◆ **Supplied information**:

◆ ◆ ◆ ◆ ◆ ◆ ◆

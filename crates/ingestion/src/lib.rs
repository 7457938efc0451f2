//! Series ingestion and alignment for the air-quality algorithms.
//!
//! This crate handles:
//! - Shape and hourly-spacing validation
//! - Missing-value normalization of raw readings
//! - Local hour-of-day lookup (the timezone collaborator)
//! - Trimming a series to whole local days

pub mod normalize;
pub mod timezone;
pub mod trimmer;
pub mod validate;

pub use normalize::{normalize_reading, normalize_readings, readings_from_raw};
pub use timezone::{parse_timezone, LocalHourSource};
pub use trimmer::{trim_to_local_days, TimeZoneBoundaryTrimmer};
pub use validate::{validate_hourly_spacing, validate_shape};
//! Structural validation of hourly series.

use airq_core::{Error, Reading, Result, Timestamp};
use chrono::Duration;

/// Instants and values must pair up one-to-one.
pub fn validate_shape(instants: &[Timestamp], values: &[Reading]) -> Result<()> {
    if instants.len() != values.len() {
        return Err(Error::invalid_shape(format!(
            "{} instants but {} values",
            instants.len(),
            values.len()
        )));
    }
    Ok(())
}

/// Consecutive instants must be exactly one hour apart.
pub fn validate_hourly_spacing(instants: &[Timestamp]) -> Result<()> {
    let hour = Duration::hours(1);
    for (i, pair) in instants.windows(2).enumerate() {
        let step = pair[1] - pair[0];
        if step != hour {
            return Err(Error::invalid_shape(format!(
                "instants {} and {} are {}s apart, expected 3600s",
                i,
                i + 1,
                step.num_seconds()
            )));
        }
    }
    Ok(())
}
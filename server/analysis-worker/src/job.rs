//! Job descriptors, terminal statuses and result notifications.

use serde::{Deserialize, Serialize};
use thiserror::Error;

// ---------------------------------------------------------------------------
// Inbound
// ---------------------------------------------------------------------------

/// A validated unit of work.
#[derive(Debug, Clone, PartialEq, Eq)]
pub struct JobDescriptor {
  pub job_id: String,
  pub file_key: String,
  pub bucket: String,
  pub correlation_id: Option<String>,
}

/// Why a delivery was dropped without entering the job state machine.
#[derive(Debug, Error)]
pub enum DescriptorError {
  #[error("malformed job descriptor: {0}")]
  Json(#[from] serde_json::Error),

  #[error("job descriptor is missing {0}")]
  MissingField(&'static str),
}

#[derive(Debug, Deserialize)]
#[serde(rename_all = "camelCase")]
struct RawDescriptor {
  job_id: Option<String>,
  file_key: Option<String>,
  bucket: Option<String>,
  correlation_id: Option<String>,
}

/// Producers either send the bare descriptor or wrap it as `{pattern, data}`.
#[derive(Debug, Deserialize)]
#[serde(untagged)]
enum Envelope {
  Wrapped { data: RawDescriptor },
  Bare(RawDescriptor),
}

impl JobDescriptor {
  pub fn parse(body: &[u8], default_bucket: &str) -> Result<Self, DescriptorError> {
    let raw = match serde_json::from_slice::<Envelope>(body)? {
      Envelope::Wrapped { data } => data,
      Envelope::Bare(raw) => raw,
    };
    let present = |v: Option<String>| v.filter(|s| !s.trim().is_empty());

    let job_id = present(raw.job_id).ok_or(DescriptorError::MissingField("jobId"))?;
    let file_key = present(raw.file_key).ok_or(DescriptorError::MissingField("fileKey"))?;
    Ok(Self {
      job_id,
      file_key,
      bucket: present(raw.bucket).unwrap_or_else(|| default_bucket.to_string()),
      correlation_id: present(raw.correlation_id),
    })
  }
}

// ---------------------------------------------------------------------------
// Outcome
// ---------------------------------------------------------------------------

#[derive(Debug, Clone, Copy, PartialEq, Eq, Serialize, Deserialize)]
#[serde(rename_all = "SCREAMING_SNAKE_CASE")]
pub enum JobStatus {
  Completed,
  Failed,
}

impl JobStatus {
  pub fn as_str(&self) -> &'static str {
    match self {
      JobStatus::Completed => "COMPLETED",
      JobStatus::Failed => "FAILED",
    }
  }
}

impl std::fmt::Display for JobStatus {
  fn fmt(&self, f: &mut std::fmt::Formatter<'_>) -> std::fmt::Result {
    f.write_str(self.as_str())
  }
}

/// Lifecycle of one delivery: `Received -> Running -> {Completed | Failed} -> Acknowledged`.
#[derive(Debug, Clone, Copy, PartialEq, Eq)]
pub enum JobState {
  Received,
  Running,
  Completed,
  Failed,
  Acknowledged,
}

impl JobState {
  pub fn as_str(&self) -> &'static str {
    match self {
      JobState::Received => "RECEIVED",
      JobState::Running => "RUNNING",
      JobState::Completed => "COMPLETED",
      JobState::Failed => "FAILED",
      JobState::Acknowledged => "ACKNOWLEDGED",
    }
  }
}

impl From<JobStatus> for JobState {
  fn from(status: JobStatus) -> Self {
    match status {
      JobStatus::Completed => JobState::Completed,
      JobStatus::Failed => JobState::Failed,
    }
  }
}

impl std::fmt::Display for JobState {
  fn fmt(&self, f: &mut std::fmt::Formatter<'_>) -> std::fmt::Result {
    f.write_str(self.as_str())
  }
}

// ---------------------------------------------------------------------------
// Outbound
// ---------------------------------------------------------------------------

#[derive(Debug, Clone, PartialEq, Serialize, Deserialize)]
#[serde(rename_all = "camelCase")]
pub struct NotificationData {
  pub job_id: String,
  pub status: JobStatus,
  pub incident_count: usize,
  pub correlation_id: Option<String>,
}

/// Message published to the results queue; `pattern` is the queue name.
#[derive(Debug, Clone, PartialEq, Serialize, Deserialize)]
pub struct ResultNotification {
  pub pattern: String,
  pub data: NotificationData,
}

impl ResultNotification {
  pub fn new(
    results_queue: &str,
    job_id: &str,
    status: JobStatus,
    incident_count: usize,
    correlation_id: Option<String>,
  ) -> Self {
    Self {
      pattern: results_queue.to_string(),
      data: NotificationData {
        job_id: job_id.to_string(),
        status,
        incident_count,
        correlation_id,
      },
    }
  }

  pub fn to_bytes(&self) -> Result<Vec<u8>, serde_json::Error> {
    serde_json::to_vec(self)
  }
}

#[cfg(test)]
mod tests {
  use super::*;

  #[test]
  fn bare_descriptor_parses_with_default_bucket() {
    let job = JobDescriptor::parse(br#"{"jobId":"j1","fileKey":"logs/a.log"}"#, "sentinel-logs").unwrap();
    assert_eq!(job.job_id, "j1");
    assert_eq!(job.file_key, "logs/a.log");
    assert_eq!(job.bucket, "sentinel-logs");
    assert!(job.correlation_id.is_none());
  }

  #[test]
  fn wrapped_descriptor_parses() {
    let body = br#"{"pattern":"analysis_jobs","data":{"jobId":"j2","fileKey":"k","bucket":"other","correlationId":"c-9"}}"#;
    let job = JobDescriptor::parse(body, "sentinel-logs").unwrap();
    assert_eq!(job.job_id, "j2");
    assert_eq!(job.bucket, "other");
    assert_eq!(job.correlation_id.as_deref(), Some("c-9"));
  }

  #[test]
  fn missing_fields_rejected() {
    let err = JobDescriptor::parse(br#"{"fileKey":"k"}"#, "b").unwrap_err();
    assert!(matches!(err, DescriptorError::MissingField("jobId")));

    let err = JobDescriptor::parse(br#"{"data":{"jobId":"j"}}"#, "b").unwrap_err();
    assert!(matches!(err, DescriptorError::MissingField("fileKey")));

    let err = JobDescriptor::parse(br#"{"jobId":"","fileKey":"k"}"#, "b").unwrap_err();
    assert!(matches!(err, DescriptorError::MissingField("jobId")));
  }

  #[test]
  fn invalid_json_rejected() {
    assert!(matches!(
      JobDescriptor::parse(b"not json", "b"),
      Err(DescriptorError::Json(_))
    ));
    assert!(JobDescriptor::parse(b"[1,2]", "b").is_err());
  }

  #[test]
  fn terminal_status_maps_to_lifecycle_state() {
    assert_eq!(JobState::from(JobStatus::Failed), JobState::Failed);
    assert_eq!(JobState::from(JobStatus::Completed).to_string(), "COMPLETED");
  }

  #[test]
  fn notification_wire_shape() {
    let n = ResultNotification::new("analysis_results", "j1", JobStatus::Completed, 3, None);
    let v: serde_json::Value = serde_json::from_slice(&n.to_bytes().unwrap()).unwrap();
    assert_eq!(
      v,
      serde_json::json!({
        "pattern": "analysis_results",
        "data": {"jobId": "j1", "status": "COMPLETED", "incidentCount": 3, "correlationId": null}
      })
    );
  }
}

◆ ◆ ◆ ◆ ◆ ◆ ◆

◆ **Exercise aim**: Which lines belong in the answer? Exactly those from the first line of the entries through the line holding "if instants.len() != values.len()", inclusive, copied unchanged.

◆ **Completed exercise**:
filename crates/ingestion/src/lib.rs
repository 7457938efc0451f2
//! Series ingestion and alignment for the air-quality algorithms.
//!
//! This crate handles:
//! - Shape and hourly-spacing validation
//! - Missing-value normalization of raw readings
//! - Local hour-of-day lookup (the timezone collaborator)
//! - Trimming a series to whole local days

pub mod normalize;
pub mod timezone;
pub mod trimmer;
pub mod validate;

pub use normalize::{normalize_reading, normalize_readings, readings_from_raw};
pub use timezone::{parse_timezone, LocalHourSource};
pub use trimmer::{trim_to_local_days, TimeZoneBoundaryTrimmer};
pub use validate::{validate_hourly_spacing, validate_shape};
//! Structural validation of hourly series.

use airq_core::{Error, Reading, Result, Timestamp};
use chrono::Duration;

/// Instants and values must pair up one-to-one.
pub fn validate_shape(instants: &[Timestamp], values: &[Reading]) -> Result<()> {
    if instants.len() != values.len() {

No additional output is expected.